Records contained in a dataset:
=== Begin Enclosure ===
/// Prevents or re-allows preemption of the current thread.
///
/// This is the preemption gate used by the mutex
/// discipline: operations that hold a mutex's internal
/// state run with preemption disabled but interrupts
/// enabled.
///
pub fn set_preemption_disabled(disabled: bool) {
    PREEMPTION_DISABLED.store(disabled, Ordering::SeqCst);
}

/// Returns whether preemption is currently disabled.
///
pub fn preemption_disabled() -> bool {
    PREEMPTION_DISABLED.load(Ordering::SeqCst)
}

/// The set of levelled run queues, interpreted by the
/// active policy.
///
/// This structure is pure bookkeeping: it holds thread ids
/// and level indices, with the thread objects and all
/// interrupt discipline living in the callers. That keeps
/// the policy logic testable on its own.
///
pub(crate) struct RunQueues {
    levels: [ThreadQueue; RUN_QUEUE_LEVELS],
    policy: SchedulingPolicy,
}

impl RunQueues {
    pub fn new() -> Self {
        RunQueues {
            levels: [
                ThreadQueue::new(),
                ThreadQueue::new(),
                ThreadQueue::new(),
                ThreadQueue::new(),
            ],
            policy: SchedulingPolicy::MultilevelFeedback,
        }
    }

    /// Returns the active policy.
    ///
    pub fn policy(&self) -> SchedulingPolicy {
        self.policy
    }

    /// Returns the level a thread carrying `stored_level`
    /// should be enqueued on under the active policy.
    ///
    pub fn target_level(&self, stored_level: usize, is_idle: bool) -> usize {
        match self.policy {
            SchedulingPolicy::RoundRobin => 0,
            SchedulingPolicy::MultilevelFeedback => {
                if is_idle {
                    RUN_QUEUE_LEVELS - 1
                } else {
                    debug_assert!(stored_level < RUN_QUEUE_LEVELS);
                    stored_level
                }
            }
        }
    }

    /// Appends the given thread to the back of the given
    /// level's queue.
    ///
    pub fn enqueue(&mut self, thread: ThreadId, level: usize) {
        self.levels[level].push(thread);
    }

    /// Removes and returns the next thread to run, or None
    /// if every level is empty.
    ///
    /// Under round-robin, this is the highest-priority
    /// thread on level 0, with `priority_of` supplying
    /// priorities and ties breaking FIFO. Under multi-level
    /// feedback, it is the front of the first non-empty
    /// level.
    ///
    pub fn next<F>(&mut self, priority_of: F) -> Option<ThreadId>
    where
        F: Fn(ThreadId) -> i32,
    {
        match self.policy {
            SchedulingPolicy::RoundRobin => {
                let best = self.levels[0].find_best(priority_of)?;
                self.levels[0].remove(best);
                Some(best)
            }
            SchedulingPolicy::MultilevelFeedback => {
                for level in self.levels.iter_mut() {
                    if let Some(id) = level.pop() {
                        return Some(id);
                    }
                }

                None
            }
        }
    }

    /// Switches to a new policy, rearranging the queues as
    /// needed.
    ///
    /// Moving to round-robin concatenates the lower levels
    /// onto level 0, preserving their order. Moving to
    /// multi-level feedback pins the idle thread (if it is
    /// runnable) to the bottom level; other threads stay
    /// on level 0 and migrate down as they consume quanta.
    ///
    pub fn change_policy(&mut self, policy: SchedulingPolicy, idle: Option<ThreadId>) {
        if policy == self.policy {
            return;
        }

        match policy {
            SchedulingPolicy::RoundRobin => {
                for level in 1..RUN_QUEUE_LEVELS {
                    let drained = self.levels[level].drain();
                    for id in drained {
                        self.levels[0].push(id);
                    }
                }
            }
            SchedulingPolicy::MultilevelFeedback => {
                if let Some(idle) = idle {
                    if self.levels[0].contains(idle) {
                        self.levels[0].remove(idle);
                        self.levels[RUN_QUEUE_LEVELS - 1].push(idle);
                    }
                }
            }
        }

        self.policy = policy;
    }

    #[cfg(test)]
    fn level_len(&self, level: usize) -> usize {
        self.levels[level].len()
    }
}

/// Returns the priority of the given thread, for use when
/// scanning queues.
///
fn priority_of(id: ThreadId) -> i32 {
    THREADS
        .lock()
        .get(&id)
        .map(|thread| thread.priority())
        .unwrap_or(i32::MIN)
}

/// Adds the given thread to a run queue, so that it may be
/// scheduled. Must be called inside an atomic section.
///
pub fn make_runnable(thread: &Arc<Thread>) {
    debug_assert!(in_atomic_section());

    thread.blocked.store(false, Ordering::SeqCst);

    let mut scheduler = SCHEDULER.lock();
    let is_idle = Some(thread.id()) == idle_thread_id();
    let level = scheduler.target_level(thread.level.load(Ordering::SeqCst), is_idle);
    scheduler.enqueue(thread.id(), level);
}

/// Atomically makes the given thread runnable.
///
pub fn make_runnable_atomic(thread: &Arc<Thread>) {
    with_atomic(|| make_runnable(thread));
}

/// Removes and returns the next runnable thread.
///
/// # Panics
///
/// `get_next_runnable` will panic if every run queue is
/// empty. The idle thread exists to preserve the invariant
/// that some thread is always runnable.
///
fn get_next_runnable() -> Arc<Thread> {
    let next = SCHEDULER
        .lock()
        .next(priority_of)
        .expect("run queues empty: the idle thread should always be runnable");

    THREADS
        .lock()
        .get(&next)
        .expect("runnable thread missing from the all-threads table")
        .clone()
}

/// Switches to the given thread, saving the context of the
/// current thread.
///
/// Eventually the current thread will be re-activated, the
/// context switch will "return", and the caller continues
/// from wherever it called `switch_to`.
///
fn switch_to(next: Arc<Thread>) {
    let current = current_thread();
    if Arc::ptr_eq(&current, &next) {
        // We're already running the right thread, so
        // return without doing anything further.
        return;
    }

    // The incoming thread starts a fresh quantum.
    next.ticks.store(0, Ordering::SeqCst);

    // Make traps from user mode land on the next thread's
    // kernel stack, and expose its process memory through
    // the user descriptor slots.
    segmentation::set_interrupt_stack(next.kernel_stack_top());
    if let Some(context) = next.user_context() {
        segmentation::load_segment_pair(context.segment_pair());
    }

    // Retrieve a pointer to each stack pointer cell. These
    // point into the Thread structures, where the switch
    // saves the outgoing stack pointer.
    let current_cell = current.stack_pointer_cell();
    let next_cell = next.stack_pointer_cell();

    *CURRENT_THREAD.lock() = Some(next);

    // We drop our handle on the current thread before the
    // switch. The all-threads table still references it
    // (even if it is exiting), so the stack we are
    // standing on stays allocated until the reaper runs,
    // on its own stack.
    drop(current);

    unsafe { crate::switch::switch_stack(current_cell, next_cell) };
}

/// Schedules a thread that is waiting to run. Must be
/// called inside an atomic section, with preemption
/// enabled.
///
/// The current thread should already have been placed on
/// whatever queue is appropriate: a run queue if it is
/// still runnable, or a wait queue if it is waiting for an
/// event.
///
pub fn schedule() {
    debug_assert!(in_atomic_section());
    debug_assert!(!preemption_disabled());

    let runnable = get_next_runnable();
    switch_to(runnable);
}

/// Voluntarily gives up the CPU to another thread.
///
pub fn yield_now() {
    with_atomic(|| {
        make_runnable(&current_thread());
        schedule();
    });
}

/// Blocks the current thread on the given wait queue and
/// schedules another. Must be called inside an atomic
/// section; returns, still atomic, once the thread is
/// woken.
///
/// Under multi-level feedback, the blocking thread is
/// promoted one level toward 0, so interactive threads
/// drift to the top. The idle thread is exempt.
///
pub fn wait(queue: &WaitQueue) {
    debug_assert!(in_atomic_section());

    let current = current_thread();

    if SCHEDULER.lock().policy() == SchedulingPolicy::MultilevelFeedback
        && Some(current.id()) != idle_thread_id()
    {
        let level = current.level.load(Ordering::SeqCst);
        if level > 0 {
            current.level.store(level - 1, Ordering::SeqCst);
        }
    }

    current.blocked.store(true, Ordering::SeqCst);
    queue.with(|q| q.push(current.id()));
    drop(current);

    schedule();
}

/// Wakes every thread waiting on the given queue, leaving
/// it empty. Must be called inside an atomic section.
///
pub fn wake_up(queue: &WaitQueue) {
    debug_assert!(in_atomic_section());

    let woken = queue.with(|q| q.drain());
    for id in woken {
        let thread = THREADS.lock().get(&id).cloned();
        if let Some(thread) = thread {
            make_runnable(&thread);
        }
    }
}

/// Wakes the single highest-priority thread waiting on the
/// given queue, if any. Must be called inside an atomic
/// section.
///
pub fn wake_up_one(queue: &WaitQueue) {
    debug_assert!(in_atomic_section());

    let best = queue.with(|q| {
        let best = q.find_best(priority_of)?;
        q.remove(best);
        Some(best)
    });

    if let Some(id) = best {
        let thread = THREADS.lock().get(&id).cloned();
        if let Some(thread) = thread {
            make_runnable(&thread);
        }
    }
}

/// Charges the current thread for one timer tick.
///
/// Called by the timer interrupt handler. When the thread
/// has consumed a full quantum, the reschedule flag is
/// raised and, under multi-level feedback, the thread's
/// stored level is demoted by one.
///
pub fn timer_tick() {
    if !ready() {
        return;
    }

    let current = current_thread();
    let ticks = current.ticks.fetch_add(1, Ordering::SeqCst) + 1;
    if ticks < quantum() {
        return;
    }

    NEED_RESCHEDULE.store(true, Ordering::SeqCst);

    if SCHEDULER.lock().policy() == SchedulingPolicy::MultilevelFeedback {
        let level = current.level.load(Ordering::SeqCst);
        if level < RUN_QUEUE_LEVELS - 1 {
            current.level.store(level + 1, Ordering::SeqCst);
        }
    }
}

/// Raises the reschedule flag, so the next interrupt
/// return picks a new thread.
///
/// Device handlers use this after waking a waiter, in the
/// hope that the woken thread is chosen.
///
pub fn request_reschedule() {
    NEED_RESCHEDULE.store(true, Ordering::SeqCst);
}

/// Checks the reschedule flag and, if it favours it,
/// switches to the next runnable thread.
///
/// This is invoked on the return path of every interrupt,
/// before the interrupted context is restored. The switch
/// happens only when the flag is set and preemption is
/// enabled; with preemption disabled the flag stays set so
/// the switch happens as soon as the gate reopens.
///
pub fn preempt() {
    if !ready() || preemption_disabled() || !NEED_RESCHEDULE.load(Ordering::SeqCst) {
        return;
    }

    NEED_RESCHEDULE.store(false, Ordering::SeqCst);

    // We are in an interrupt handler, so this is already
    // an atomic section.
    make_runnable(&current_thread());
    schedule();
}

/// Changes the scheduling policy and quantum.
///
/// The caller validates the values; see the syscall layer.
///
pub fn set_scheduling_policy(policy: SchedulingPolicy, quantum: u64) {
    with_atomic(|| {
        SCHEDULER.lock().change_policy(policy, idle_thread_id());
        QUANTUM.store(quantum, Ordering::SeqCst);
    });
}

/// Implements the idle thread.
///
/// Its sole job is to preserve the invariant that a
/// runnable thread always exists, so the run queues are
/// never all empty.
///
pub(crate) fn idle_loop(_arg: u64) {
    loop {
        yield_now();
    }
}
=== End Enclosure ===
=== WHAT YOU SHOULD DO ===
Give back every line from the beginning of the records through the line holding "interpreted by the", exactly as it reads, and leave out the rest.

=== ANSWER BOX ===
/// Prevents or re-allows preemption of the current thread.
///
/// This is the preemption gate used by the mutex
/// discipline: operations that hold a mutex's internal
/// state run with preemption disabled but interrupts
/// enabled.
///
pub fn set_preemption_disabled(disabled: bool) {
    PREEMPTION_DISABLED.store(disabled, Ordering::SeqCst);
}

/// Returns whether preemption is currently disabled.
///
pub fn preemption_disabled() -> bool {
    PREEMPTION_DISABLED.load(Ordering::SeqCst)
}

/// The set of levelled run queues, interpreted by the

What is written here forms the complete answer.